The six of them stood at attention in Jones’ office on board the Samar. After an uncomfortable night in the SP brig ashore, they’d been escorted back to the ship by a pair of square-jawed Navy petty officers with no-nonsense attitudes and little to say. Master Sergeant Adellen had met them at the quarterdeck, signed off on them, and ordered them to stay in the squad bay, except for meals, until they could see the Old Man.

“Old Man,” in this case, was a woman; long usage in the Corps retained certain elements of an ancient, long-past era when most Marines were male. The commanding officer was the Old Man no matter what his or her sex. Just as a superior officer was always sir, never ma’am.

Of course, the joke in Alpha Company was that in Jones’ case, you couldn’t really tell. She’d been a Marine for twenty-three years—fifteen of them as enlisted. She’d been a gunnery sergeant, like Ramsey, before applying for OCS and going maverick, and her face was hard and sharp-edged enough that she looked like she’d been a Marine forever.

Rumor had it that she’d been a DI at RTC Mars, and Ramsey was prepared to believe it.

“What about the rest of you?” Jones demanded. “Any of you have anything to say?”

“Sir …”

“Spit it out, Chu.”

“I mean, sir, everyone does it. If we didn’t have some privacy once in a while, we’d all go nuts!”

Jones leaned back in her chair and watched them for a moment, her gaze flicking from one to the next.

“Privacy to jack yourself on nanostims,” Jones said at last.

“Sir!” Gonzales looked shocked. “We would never—”
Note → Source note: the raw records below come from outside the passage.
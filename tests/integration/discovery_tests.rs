//! Discovery engine runs against a fake chapter chain

use crate::common::*;
use novel_ripple::crawler::{ChapterSighting, DiscoveryEngine, Fetcher};
use novel_ripple::model::BROKEN_CONTENT;
use novel_ripple::output::numbering_is_contiguous;
use novel_ripple::storage::{ChapterStore, NovelStore, SqliteStorage};
use novel_ripple::{ChapterNumber, CrawlerError, Novel};
use std::time::Duration;
use wiremock::matchers::{method, path};
use wiremock::{Mock, MockServer, ResponseTemplate};

fn fetcher(server: &MockServer) -> Fetcher {
    Fetcher::from_config(&create_test_config(&server.uri(), 1, ":memory:")).unwrap()
}

fn fresh_novel() -> Novel {
    Novel {
        novel_id: NOVEL.to_string(),
        title: "My Novel".to_string(),
        description: String::new(),
        cover: None,
        last_chapter: None,
    }
}

fn head(id: u32) -> ChapterSighting {
    ChapterSighting {
        chapter_id: id.to_string(),
        chapter_title: format!("Chapter {}", id),
        chapter_href: chapter_path(NOVEL, id),
    }
}

#[tokio::test]
async fn test_stops_at_dedup_boundary() {
    let server = MockServer::start().await;
    for id in 1..=5 {
        mount_chapter(&server, NOVEL, id, 0).await;
    }
    mount_chapter(&server, NOVEL, 6, 1).await;
    mount_chapter(&server, NOVEL, 7, 1).await;

    let mut store = SqliteStorage::new_in_memory().unwrap();
    seed_chapters(&mut store, NOVEL, 5);
    let mut novel = fresh_novel();
    novel.set_last_chapter("5", "Chapter 5");
    store.put_novel(&novel).unwrap();

    let fetcher = fetcher(&server);
    let outcome = DiscoveryEngine::new(&fetcher, Duration::ZERO)
        .discover(&mut store, &mut novel, &head(7))
        .await
        .unwrap();

    assert_eq!(outcome.fetched, 2);
    assert_eq!(outcome.numbered, 2);
    assert!(outcome.latest_updated);
    assert_eq!(numbers(&store, NOVEL), assigned(1..=7));

    let stored = store.get_novel(NOVEL).unwrap().unwrap();
    assert_eq!(stored.last_chapter_id(), Some("7"));
    let seventh = store.get_chapter(NOVEL, "7").unwrap().unwrap();
    assert_eq!(seventh.prev_chapter_id.as_deref(), Some("6"));
}

#[tokio::test]
async fn test_discovery_is_idempotent() {
    let server = MockServer::start().await;
    for id in 1..=3 {
        mount_chapter(&server, NOVEL, id, 1).await;
    }

    let mut store = SqliteStorage::new_in_memory().unwrap();
    let mut novel = fresh_novel();
    let fetcher = fetcher(&server);
    let engine = DiscoveryEngine::new(&fetcher, Duration::ZERO);

    let first = engine.discover(&mut store, &mut novel, &head(3)).await.unwrap();
    assert_eq!(first.fetched, 3);
    let after_first = numbers(&store, NOVEL);

    let second = engine.discover(&mut store, &mut novel, &head(3)).await.unwrap();
    assert_eq!(second.fetched, 0);
    assert_eq!(second.numbered, 0);
    assert!(!second.latest_updated);
    assert_eq!(numbers(&store, NOVEL), after_first);
    assert_eq!(after_first, assigned(1..=3));
}

#[tokio::test]
async fn test_numbering_stays_contiguous_across_runs() {
    let server = MockServer::start().await;
    for id in 1..=6 {
        mount_chapter(&server, NOVEL, id, 1).await;
    }

    let mut store = SqliteStorage::new_in_memory().unwrap();
    let mut novel = fresh_novel();
    let fetcher = fetcher(&server);
    let engine = DiscoveryEngine::new(&fetcher, Duration::from_millis(1));

    engine.discover(&mut store, &mut novel, &head(2)).await.unwrap();
    engine.discover(&mut store, &mut novel, &head(4)).await.unwrap();
    engine.discover(&mut store, &mut novel, &head(6)).await.unwrap();

    assert_eq!(numbers(&store, NOVEL), assigned(1..=6));
    assert!(numbering_is_contiguous(&store.known_chapters(NOVEL).unwrap()));
    assert_eq!(novel.last_chapter_id(), Some("6"));
}

#[tokio::test]
async fn test_broken_content_keeps_walking() {
    let server = MockServer::start().await;
    mount_chapter(&server, NOVEL, 1, 1).await;
    Mock::given(method("GET"))
        .and(path(chapter_path(NOVEL, 2)))
        .respond_with(ResponseTemplate::new(200).set_body_string(chapter_page(
            "Chapter 2",
            Some(chapter_path(NOVEL, 1).as_str()),
            &["", "   "],
        )))
        .expect(1)
        .mount(&server)
        .await;

    let mut store = SqliteStorage::new_in_memory().unwrap();
    let mut novel = fresh_novel();
    let fetcher = fetcher(&server);

    DiscoveryEngine::new(&fetcher, Duration::ZERO)
        .discover(&mut store, &mut novel, &head(2))
        .await
        .unwrap();

    let broken = store.get_chapter(NOVEL, "2").unwrap().unwrap();
    assert!(broken.is_broken);
    assert_eq!(broken.content, BROKEN_CONTENT);
    assert_eq!(broken.number, ChapterNumber::Assigned(2));

    let first = store.get_chapter(NOVEL, "1").unwrap().unwrap();
    assert!(!first.is_broken);
    assert_eq!(first.number, ChapterNumber::Assigned(1));
}

#[tokio::test]
async fn test_unparseable_prev_link_ends_the_chain() {
    let server = MockServer::start().await;
    Mock::given(method("GET"))
        .and(path(chapter_path(NOVEL, 1)))
        .respond_with(ResponseTemplate::new(200).set_body_string(chapter_page(
            "Chapter 1",
            Some("/my-novel/prologue.html"),
            &["Start."],
        )))
        .expect(1)
        .mount(&server)
        .await;
    Mock::given(method("GET"))
        .and(path("/my-novel/prologue.html"))
        .respond_with(ResponseTemplate::new(200))
        .expect(0)
        .mount(&server)
        .await;

    let mut store = SqliteStorage::new_in_memory().unwrap();
    let mut novel = fresh_novel();
    let fetcher = fetcher(&server);

    let outcome = DiscoveryEngine::new(&fetcher, Duration::ZERO)
        .discover(&mut store, &mut novel, &head(1))
        .await
        .unwrap();

    assert_eq!(outcome.fetched, 1);
    assert_eq!(numbers(&store, NOVEL), assigned(1..=1));
}

#[tokio::test]
async fn test_resumes_pending_chapters_after_failure() {
    let server = MockServer::start().await;
    mount_chapter(&server, NOVEL, 3, 1).await;
    mount_chapter(&server, NOVEL, 2, 1).await;
    Mock::given(method("GET"))
        .and(path(chapter_path(NOVEL, 1)))
        .respond_with(ResponseTemplate::new(500))
        .up_to_n_times(1)
        .expect(1)
        .mount(&server)
        .await;
    mount_chapter(&server, NOVEL, 1, 1).await;

    let mut store = SqliteStorage::new_in_memory().unwrap();
    let mut novel = fresh_novel();
    let fetcher = fetcher(&server);
    let engine = DiscoveryEngine::new(&fetcher, Duration::ZERO);

    let failed = engine.discover(&mut store, &mut novel, &head(3)).await;
    assert!(matches!(failed, Err(CrawlerError::HttpStatus { status: 500, .. })));
    assert_eq!(
        numbers(&store, NOVEL),
        vec![(2, ChapterNumber::Unassigned), (3, ChapterNumber::Unassigned)]
    );
    assert_eq!(novel.last_chapter, None);
    assert!(store.get_novel(NOVEL).unwrap().is_none());

    let resumed = engine.discover(&mut store, &mut novel, &head(3)).await.unwrap();

    assert_eq!(resumed.resumed, 2);
    assert_eq!(resumed.fetched, 1);
    assert_eq!(resumed.numbered, 3);
    assert_eq!(numbers(&store, NOVEL), assigned(1..=3));
    assert_eq!(
        store.get_novel(NOVEL).unwrap().unwrap().last_chapter_id(),
        Some("3")
    );
}

#[tokio::test]
async fn test_older_head_does_not_move_latest_back() {
    let server = MockServer::start().await;
    for id in 1..=3 {
        mount_chapter(&server, NOVEL, id, 1).await;
    }

    let mut store = SqliteStorage::new_in_memory().unwrap();
    let mut novel = fresh_novel();
    let fetcher = fetcher(&server);
    let engine = DiscoveryEngine::new(&fetcher, Duration::ZERO);

    engine.discover(&mut store, &mut novel, &head(3)).await.unwrap();
    let stale = engine.discover(&mut store, &mut novel, &head(2)).await.unwrap();

    assert!(!stale.latest_updated);
    assert_eq!(
        store.get_novel(NOVEL).unwrap().unwrap().last_chapter_id(),
        Some("3")
    );
}
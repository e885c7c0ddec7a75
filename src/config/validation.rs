use crate::config::types::{
    Config, CoverConfig, CoverMode, SourceConfig, StorageConfig, UserAgentConfig,
};
use crate::ConfigError;
use url::Url;

/// Validates the entire configuration
pub fn validate(config: &Config) -> Result<(), ConfigError> {
    validate_source_config(&config.source)?;
    validate_user_agent_config(&config.user_agent)?;
    validate_storage_config(&config.storage)?;
    validate_cover_config(&config.covers)?;
    Ok(())
}

/// Validates the listing source
fn validate_source_config(config: &SourceConfig) -> Result<(), ConfigError> {
    let base = Url::parse(&config.base_url)
        .map_err(|e| ConfigError::InvalidUrl(format!("Invalid base_url: {}", e)))?;

    if base.scheme() != "http" && base.scheme() != "https" {
        return Err(ConfigError::InvalidUrl(format!(
            "base_url '{}' must use http or https",
            config.base_url
        )));
    }

    if !config.listing_path.contains("{page}") {
        return Err(ConfigError::Validation(format!(
            "listing_path must contain a {{page}} placeholder, got '{}'",
            config.listing_path
        )));
    }

    if config.page_count < 1 || config.page_count > 1000 {
        return Err(ConfigError::Validation(format!(
            "page_count must be between 1 and 1000, got {}",
            config.page_count
        )));
    }

    config.last_page()?;

    if config.request_timeout_ms < 100 {
        return Err(ConfigError::Validation(format!(
            "request_timeout_ms must be >= 100ms, got {}ms",
            config.request_timeout_ms
        )));
    }

    Ok(())
}

/// Validates user agent configuration
fn validate_user_agent_config(config: &UserAgentConfig) -> Result<(), ConfigError> {
    if config.crawler_name.is_empty() {
        return Err(ConfigError::Validation(
            "crawler_name cannot be empty".to_string(),
        ));
    }

    if !config
        .crawler_name
        .chars()
        .all(|c| c.is_alphanumeric() || c == '-')
    {
        return Err(ConfigError::Validation(format!(
            "crawler_name must contain only alphanumeric characters and hyphens, got '{}'",
            config.crawler_name
        )));
    }

    Url::parse(&config.contact_url)
        .map_err(|e| ConfigError::InvalidUrl(format!("Invalid contact_url: {}", e)))?;

    validate_email(&config.contact_email)?;

    Ok(())
}

fn validate_storage_config(config: &StorageConfig) -> Result<(), ConfigError> {
    if config.database_path.is_empty() {
        return Err(ConfigError::Validation(
            "database_path cannot be empty".to_string(),
        ));
    }

    Ok(())
}

fn validate_cover_config(config: &CoverConfig) -> Result<(), ConfigError> {
    if config.mode == CoverMode::Directory
        && config.directory.as_deref().map_or(true, str::is_empty)
    {
        return Err(ConfigError::Validation(
            "covers.directory is required when covers.mode = \"directory\"".to_string(),
        ));
    }

    Ok(())
}

/// Basic email validation
fn validate_email(email: &str) -> Result<(), ConfigError> {
    if email.is_empty() {
        return Err(ConfigError::Validation(
            "contact_email cannot be empty".to_string(),
        ));
    }

    let Some((local, domain)) = email.split_once('@') else {
        return Err(ConfigError::Validation(format!(
            "Invalid email format: '{}'",
            email
        )));
    };

    if local.is_empty() || domain.is_empty() || domain.contains('@') {
        return Err(ConfigError::Validation(format!(
            "Invalid email format: '{}'",
            email
        )));
    }

    if !domain.contains('.') {
        return Err(ConfigError::Validation(format!(
            "Invalid email domain: '{}'",
            email
        )));
    }

    Ok(())
}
“Spare me, Gonzo,” Jones said, raising her hand. “You were all medscanned at the Shore Patrol HQ, and I’ve downloaded the reports. You were all buzzed. The wonder of it was that you were still able to stand up … much less incapacitate that group of … young civilians.”

“Sir, you … know about that, too?” Ramsey asked.

“Of course. Your little escapade was captured on three different mobile habcams, as well as through the EAs of two of your … targets the other night. As it happens, you single-handedly took out half of the hab’s local militia.”

“What?” Colver exclaimed. “Those punks? Sir! There’s no way!”

“Don’t give me that, Colver. You’ve been in the Corps long enough to know about gangcops.”

Ramsey digested this. He’d run into the practice at several liberty ports, but he’d not been expecting it at a high-tech, high-profile facility like Earth Ring 7. Gangcops and police militias were widely tolerated and accepted as a means of ensuring the safety of the larger cities and orbital habs.

It was the modern outgrowth of an old problem. Police enforcement could not be left entirely to AIs, neither practically nor, in most places, by the law. When local governments had problems recruiting a police force, they sometimes resorted to enlisting one or another of the youth gangs that continued to infest the more shadowy corners of most major population centers. The idea was to clean them up and give them a modicum of training—“rehabilitate them,” as the polite fiction had it—and send them out with limited-purview electronic assistants tagging along in their implants. Whatever they observed was transmitted to a central authority, usually an AI with limited judgment, keyword response protocols, and a link to city recorders that stored the data for use in later investigations or as evidence in criminal trials.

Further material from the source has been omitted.